(Available data)

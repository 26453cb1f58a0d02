//! # Customer Front End
//!
//! Self-service: sign in (or register) with a contact number, then
//! `1) Rent 2) Return 3) Buy 4) Log out 5) Quit`.

use gameshop_core::Customer;

use super::report;
use crate::commands::account::{sign_in_customer, Login};
use crate::commands::read_choice;
use crate::commands::rental::rent_game;
use crate::commands::returns::return_game;
use crate::commands::sale::buy_game;
use crate::console::Console;
use crate::error::ShopResult;
use crate::state::AppContext;

enum MenuExit {
    LogOut,
    Quit,
}

pub async fn run(ctx: &AppContext, console: &mut dyn Console) -> ShopResult<()> {
    console.heading(&format!("Welcome to {}", ctx.config.shop_name));

    loop {
        let mut customer = match sign_in_customer(ctx, console).await {
            Ok(Login::Authenticated(customer)) => customer,
            Ok(Login::Failed) => continue,
            Ok(Login::Exit) => break,
            Err(e) => {
                report(console, e)?;
                continue;
            }
        };

        match menu(ctx, console, &mut customer).await? {
            MenuExit::LogOut => console.say("Logging out..."),
            MenuExit::Quit => break,
        }
    }

    console.say("Goodbye.");
    Ok(())
}

async fn menu(
    ctx: &AppContext,
    console: &mut dyn Console,
    customer: &mut Customer,
) -> ShopResult<MenuExit> {
    loop {
        console.say("");
        console.say(&format!(
            "{} | Loyalty Points: {}",
            customer.name, customer.loyalty_points
        ));
        console.say("What would you like to do?");
        console.say("1) Rent");
        console.say("2) Return");
        console.say("3) Buy");
        console.say("4) Log out");
        console.say("5) Quit");

        let choice = match read_choice(console, "Your choice (1-5)", 5) {
            Ok(choice) => choice,
            Err(e) => {
                report(console, e)?;
                continue;
            }
        };

        let result = match choice {
            1 => rent_game(ctx, console, customer).await,
            2 => return_game(ctx, console, customer).await,
            3 => buy_game(ctx, console, customer).await,
            4 => return Ok(MenuExit::LogOut),
            _ => return Ok(MenuExit::Quit),
        };

        if let Err(e) = result {
            report(console, e)?;
        }
    }
}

(End Available data)

Problem to work on: Select and copy every line of the listing with the word "Login".

Task output:
use crate::commands::account::{sign_in_customer, Login};
            Ok(Login::Authenticated(customer)) => customer,
            Ok(Login::Failed) => continue,
            Ok(Login::Exit) => break,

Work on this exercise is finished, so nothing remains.